Technological Momentum

Later Phases

consolidation
rationalisation

large conservative organisations,
specialist engineers


Radical Inventions Unpopular

Hughes' study served to highlight the many non-technical aspects of technological decision-making and development. In particular he showed how political factors were critical to the acceptance of a new system. He pointed out that engineering textbooks often discuss only the technical components of a technological system "leaving students with the mistaken impression that problems of system growth and management are neatly circumscribed and preclude factors often perjoratively labeled 'politics'."

He described a pattern by which large technological systems seem to evolve. He suggested that most start with radical inventions. These are inventions, such as the telephone, electric light, steam turbine, the wireless or the airplane which generate a new system, as opposed to conservative inventions which improve or add to an existing system. Radical inventions, he said, are generally made by 'independent' people who are not part of an existing system and tend not to be employed in research laboratories. Such radical inventions are not welcomed by organisations with a vested interest in an existing system: "Radical inventions often deskill workers, engineers, and managers, wipe out financial investments, and generally stimulate anxiety in large organizations." When faced with a problem that threatens the stability of the system, the engineer, rather than considering building a new system, tries to rearrange or manipulate the system components or perhaps to incorporate a hostile environment.

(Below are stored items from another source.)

use crate::SessionError;

/// Error type for respondent-driven sessions.
#[derive(Debug, thiserror::Error)]
pub enum SurveyError {
    /// Participant cancelled the survey (closed the screen, pressed Ctrl+C, etc.)
    #[error("Survey cancelled by participant")]
    Cancelled,

    /// The session refused an operation (malformed question, nothing to go back to).
    #[error(transparent)]
    Session(#[from] SessionError),

    /// Respondent-specific failure (I/O, UI framework crash, etc.)
    #[error("Respondent error: {0}")]
    Backend(#[from] anyhow::Error),
}

impl SurveyError {
    /// Create a backend error from any error type.
    pub fn backend(err: impl Into<anyhow::Error>) -> Self {
        Self::Backend(err.into())
    }

    /// Check if this error represents participant cancellation.
    pub fn is_cancelled(&self) -> bool {
        matches!(self, Self::Cancelled)
    }
}
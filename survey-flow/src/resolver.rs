//! Skip-logic routing: which question comes after a valid answer.

use survey_flow_types::{
    Answer, EngineConfig, NavigationFallback, Question, QuestionKind, RangeMatch, Target,
};
use tracing::warn;

/// Where the session goes after an answer.
#[derive(Debug, Clone, PartialEq, Eq)]
pub enum Route {
    /// Jump to the question with this id.
    NextQuestion(String),

    /// End the survey.
    Terminate,

    /// Follow declared order; past the last question this ends the survey.
    ContinueInOrder,
}

impl Route {
    /// Index of the next question to ask, or `None` when the survey is over.
    pub fn next_index(&self, questions: &[Question], current: usize) -> Option<usize> {
        let in_order = || Some(current + 1).filter(|&next| next < questions.len());
        match self {
            Self::Terminate => None,
            Self::ContinueInOrder => in_order(),
            Self::NextQuestion(id) => questions
                .iter()
                .position(|question| question.id() == id)
                .or_else(in_order),
        }
    }
}

/// The numeric value used for range matching, after sentinel substitution.
///
/// `None` for non-numeric kinds and for answers that carry no number (for a
/// Numerical sentinel whose bound is missing, say). Range answers yield their
/// lower bound.
pub fn effective_value(question: &Question, answer: &Answer, config: &EngineConfig) -> Option<f64> {
    match (question.kind(), answer) {
        (QuestionKind::Numerical(numerical), Answer::Text(text)) => {
            if *text == config.below_minimum_token {
                numerical.min.map(|min| min - 1.0)
            } else if *text == config.above_maximum_token {
                numerical.max.map(|max| max + 1.0)
            } else {
                text.parse::<i64>().ok().map(|value| value as f64)
            }
        }
        (QuestionKind::Scale(_), Answer::Number(value)) => Some(*value),
        (QuestionKind::Range(_), Answer::Range(lower, _)) => Some(*lower),
        _ => None,
    }
}

/// First target in declared order whose range contains `value`.
fn first_matching(targets: &[Target], value: f64) -> Option<&Target> {
    targets.iter().find(|target| target.matches(value))
}

/// The target selected by an answer, before its destination is looked up.
pub fn matching_target<'q>(
    question: &'q Question,
    answer: &Answer,
    config: &EngineConfig,
) -> Option<&'q Target> {
    match question.kind() {
        QuestionKind::Numerical(_) | QuestionKind::Scale(_) => {
            let value = effective_value(question, answer, config)?;
            first_matching(question.targets(), value)
        }
        QuestionKind::Range(_) => {
            let (lower, upper) = answer.as_range()?;
            match config.range_match {
                RangeMatch::LowerBound => first_matching(question.targets(), lower),
                RangeMatch::BothBounds => question
                    .targets()
                    .iter()
                    .find(|target| target.matches(lower) && target.matches(upper)),
            }
        }
        QuestionKind::PickOne(_) | QuestionKind::PickMany(_) => answer
            .selected_options()
            .into_iter()
            .filter_map(|id| question.option(id))
            .find_map(|option| option.first_target()),
        QuestionKind::TextInput(_) | QuestionKind::DateInput(_) => None,
    }
}

/// Resolve the route for a valid answer.
///
/// Fails with a [`NavigationFallback`] when the matched target names a question
/// that isn't in `questions`.
pub fn resolve(
    question: &Question,
    answer: &Answer,
    questions: &[Question],
    config: &EngineConfig,
) -> Result<Route, NavigationFallback> {
    let Some(target) = matching_target(question, answer, config) else {
        return Ok(Route::ContinueInOrder);
    };
    if target.is_exit(config) {
        return Ok(Route::Terminate);
    }
    if questions.iter().any(|q| q.id() == target.destination()) {
        Ok(Route::NextQuestion(target.destination().to_string()))
    } else {
        Err(NavigationFallback {
            question: question.id().to_string(),
            destination: target.destination().to_string(),
        })
    }
}

/// Resolve the route for a valid answer, continuing in order when the matched
/// destination is unknown.
pub fn resolve_next(
    question: &Question,
    answer: &Answer,
    questions: &[Question],
    config: &EngineConfig,
) -> Route {
    resolve(question, answer, questions, config).unwrap_or_else(|fallback| {
        warn!(%fallback, "continuing in declared order");
        Route::ContinueInOrder
    })
}

#[cfg(test)]
mod tests {
    use super::*;
    use survey_flow_types::{
        BoundedQuestion, NumericalQuestion, PickQuestion, QuestionOption, TextInputQuestion,
    };

    fn config() -> EngineConfig {
        EngineConfig::default()
    }

    fn text(id: &str) -> Question {
        Question::new(id, "", QuestionKind::TextInput(TextInputQuestion::new()))
    }

    fn numerical_0_10() -> Question {
        Question::new(
            "q1",
            "How many?",
            QuestionKind::Numerical(NumericalQuestion::with_bounds(Some(0.0), Some(10.0))),
        )
    }

    fn survey(first: Question) -> Vec<Question> {
        vec![first, text("q2"), text("q3")]
    }

    #[test]
    fn numerical_range_target_jumps() {
        let question = numerical_0_10().with_target(Target::range("q3", Some(5.0), Some(10.0)));
        let questions = survey(question.clone());

        assert_eq!(
            resolve_next(&question, &Answer::from("7"), &questions, &config()),
            Route::NextQuestion("q3".to_string())
        );
        assert_eq!(
            resolve_next(&question, &Answer::from("2"), &questions, &config()),
            Route::ContinueInOrder
        );
    }

    #[test]
    fn sentinels_substitute_out_of_range_values() {
        let question = numerical_0_10()
            .with_target(Target::range("exit", Some(-1.0), Some(-1.0)))
            .with_target(Target::range("q3", Some(11.0), None));
        let questions = survey(question.clone());

        assert_eq!(
            effective_value(&question, &Answer::from("min_display"), &config()),
            Some(-1.0)
        );
        assert_eq!(
            resolve_next(&question, &Answer::from("min_display"), &questions, &config()),
            Route::Terminate
        );
        assert_eq!(
            resolve_next(&question, &Answer::from("max_display"), &questions, &config()),
            Route::NextQuestion("q3".to_string())
        );
    }

    #[test]
    fn first_match_wins_on_overlap() {
        let question = Question::new(
            "q1",
            "",
            QuestionKind::Scale(BoundedQuestion::new(0.0, 10.0)),
        )
        .with_target(Target::range("q3", Some(0.0), Some(6.0)))
        .with_target(Target::range("q2", Some(4.0), Some(10.0)));
        let questions = survey(question.clone());

        for _ in 0..3 {
            assert_eq!(
                resolve_next(&question, &Answer::from(5.0), &questions, &config()),
                Route::NextQuestion("q3".to_string())
            );
        }
        assert_eq!(
            resolve_next(&question, &Answer::from(8.0), &questions, &config()),
            Route::NextQuestion("q2".to_string())
        );
    }

    #[test]
    fn pick_one_option_targets() {
        let question = Question::new(
            "q1",
            "",
            QuestionKind::PickOne(PickQuestion::new(vec![
                QuestionOption::new("a", "A"),
                QuestionOption::new("b", "B").with_target(Target::always("exit")),
            ])),
        );
        let questions = survey(question.clone());

        assert_eq!(
            resolve_next(&question, &Answer::choice("b"), &questions, &config()),
            Route::Terminate
        );
        assert_eq!(
            resolve_next(&question, &Answer::choice("a"), &questions, &config()),
            Route::ContinueInOrder
        );
    }

    #[test]
    fn pick_many_follows_answer_order() {
        let question = Question::new(
            "q1",
            "",
            QuestionKind::PickMany(PickQuestion::new(vec![
                QuestionOption::new("a", "A").with_target(Target::always("q2")),
                QuestionOption::new("b", "B")
                    .with_target(Target::always("q3"))
                    .with_target(Target::always("exit")),
                QuestionOption::new("c", "C"),
            ])),
        );
        let questions = survey(question.clone());

        assert_eq!(
            resolve_next(&question, &Answer::choices(["c", "b", "a"]), &questions, &config()),
            Route::NextQuestion("q3".to_string())
        );
        assert_eq!(
            resolve_next(&question, &Answer::choices(["a", "b"]), &questions, &config()),
            Route::NextQuestion("q2".to_string())
        );
        assert_eq!(
            resolve_next(&question, &Answer::choices(["c"]), &questions, &config()),
            Route::ContinueInOrder
        );
    }

    #[test]
    fn range_matches_on_lower_bound_by_default() {
        let question = Question::new(
            "q1",
            "",
            QuestionKind::Range(BoundedQuestion::new(0.0, 24.0)),
        )
        .with_target(Target::range("q3", Some(0.0), Some(6.0)));
        let questions = survey(question.clone());
        let answer = Answer::from((5.0, 9.0));

        assert_eq!(
            resolve_next(&question, &answer, &questions, &config()),
            Route::NextQuestion("q3".to_string())
        );

        let both = config().with_range_match(RangeMatch::BothBounds);
        assert_eq!(
            resolve_next(&question, &answer, &questions, &both),
            Route::ContinueInOrder
        );
        assert_eq!(
            resolve_next(&question, &Answer::from((1.0, 6.0)), &questions, &both),
            Route::NextQuestion("q3".to_string())
        );
    }

    #[test]
    fn text_never_routes() {
        let question = text("q1").with_target(Target::always("exit"));
        let questions = survey(question.clone());
        assert_eq!(
            resolve_next(&question, &Answer::from("hello"), &questions, &config()),
            Route::ContinueInOrder
        );
    }

    #[test]
    fn unknown_destination_falls_back() {
        let question = numerical_0_10().with_target(Target::always("q9"));
        let questions = survey(question.clone());

        assert_eq!(
            resolve(&question, &Answer::from("3"), &questions, &config()),
            Err(NavigationFallback {
                question: "q1".to_string(),
                destination: "q9".to_string(),
            })
        );
        assert_eq!(
            resolve_next(&question, &Answer::from("3"), &questions, &config()),
            Route::ContinueInOrder
        );
    }

    #[test]
    fn custom_exit_token() {
        let question = numerical_0_10().with_target(Target::always("quit"));
        let questions = survey(question.clone());
        let custom = config().with_exit_target("quit");
        assert_eq!(
            resolve_next(&question, &Answer::from("3"), &questions, &custom),
            Route::Terminate
        );
    }

    #[test]
    fn next_index_past_the_end_is_complete() {
        let questions = survey(text("q1"));
        assert_eq!(Route::ContinueInOrder.next_index(&questions, 0), Some(1));
        assert_eq!(Route::ContinueInOrder.next_index(&questions, 2), None);
        assert_eq!(Route::Terminate.next_index(&questions, 0), None);
        assert_eq!(
            Route::NextQuestion("q1".to_string()).next_index(&questions, 2),
            Some(0)
        );
    }
}
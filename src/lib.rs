//! Water balance of drainage units ("EAG") and regions of units ("Gaf").
//!
//! A unit is built from buckets (paved, unpaved, drain, ...) and one open
//! water. Simulating a unit runs every bucket and then the open water; the
//! open-water fluxes are then aggregated into reporting categories, from which
//! the chloride concentration of the water follows.

pub mod aggregation;
pub mod bucket;
pub mod cancel;
pub mod chloride;
pub mod config;
pub mod eag;
pub mod error;
pub mod gaf;
pub mod parameters;
pub mod schema;
pub mod timeseries;
pub mod water;
pub mod window;

#[cfg(feature = "python")]
mod python;

pub use bucket::{Bucket, BucketFluxes, BucketId, BucketKind, PrescribedBucket};
pub use cancel::CancelToken;
pub use config::ChlorideConfig;
pub use eag::Eag;
pub use error::{Result, WbError};
pub use gaf::{FillNa, Gaf, RegionReport};
pub use parameters::{ParameterRow, ParameterSlice, ParameterTable};
pub use water::{OpenWater, WaterModel, WaterState};
pub use window::{SimWindow, TimeBound};

#[cfg(feature = "python")]
mod py_module {
    use pyo3::prelude::*;
    use pyo3::types::PyModule;

    use crate::schema;

    /// Export schema constants as Python submodules
    fn add_schema_exports(m: &Bound<'_, PyModule>) -> PyResult<()> {
        // Parameters
        let parameters = PyModule::new(m.py(), "parameters")?;
        parameters.add("BUCKET_ID", schema::parameters::BUCKET_ID)?;
        parameters.add("CODE", schema::parameters::CODE)?;
        parameters.add("LAYER_ORDER", schema::parameters::LAYER_ORDER)?;
        parameters.add("VALUE", schema::parameters::VALUE)?;
        parameters.add("UNIT_CODE", schema::parameters::UNIT_CODE)?;
        m.add_submodule(&parameters)?;

        // Series
        let series = PyModule::new(m.py(), "series")?;
        series.add("PRECIPITATION", schema::series::PRECIPITATION)?;
        series.add("EVAPORATION", schema::series::EVAPORATION)?;
        series.add("SEEPAGE", schema::series::SEEPAGE)?;
        series.add("LEAKAGE", schema::series::LEAKAGE)?;
        series.add("INTAKE", schema::series::INTAKE)?;
        series.add("OUTTAKE", schema::series::OUTTAKE)?;
        m.add_submodule(&series)?;

        // Flux kinds
        let flux = PyModule::new(m.py(), "flux")?;
        flux.add("OUTFLOW", schema::flux::OUTFLOW)?;
        flux.add("VERTICAL", schema::flux::VERTICAL)?;
        m.add_submodule(&flux)?;

        // Categories
        let category = PyModule::new(m.py(), "category")?;
        category.add("ALL", schema::category::ALL.to_vec())?;
        m.add_submodule(&category)?;

        // Chloride
        let chloride = PyModule::new(m.py(), "chloride")?;
        chloride.add("MASS", schema::chloride::MASS)?;
        chloride.add("CONCENTRATION", schema::chloride::CONCENTRATION)?;
        m.add_submodule(&chloride)?;

        // TimeSeries
        let timeseries = PyModule::new(m.py(), "timeseries")?;
        timeseries.add("DATE_TIME", schema::timeseries::DATE_TIME)?;
        m.add_submodule(&timeseries)?;

        Ok(())
    }

    #[pymodule]
    fn _core(m: &Bound<'_, PyModule>) -> PyResult<()> {
        m.add_class::<crate::python::PyEag>()?;
        add_schema_exports(m)?;
        Ok(())
    }
}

For radical inventions to grow into technological systems they need to be provided with "economic, political, and other characteristics needed for survival." It is during this phase that the social skills of the inventor can be crucial. As a technological system grows, Hughes argued, it develops a mass which is made up of institutions and people who have a vested interest in maintaining the system. These include manufacturers who have invested in resources, labour and manufacturing plant for the system, educational institutions that teach the associated science and practice, research institutions, professional societies, as well as people such as engineers and managers who have invested their experience and expertise in the system. The system not only has mass but also direction; that is, development of the system proceeds along conservative lines that can be extrapolated. It aquires a 'technological momentum'.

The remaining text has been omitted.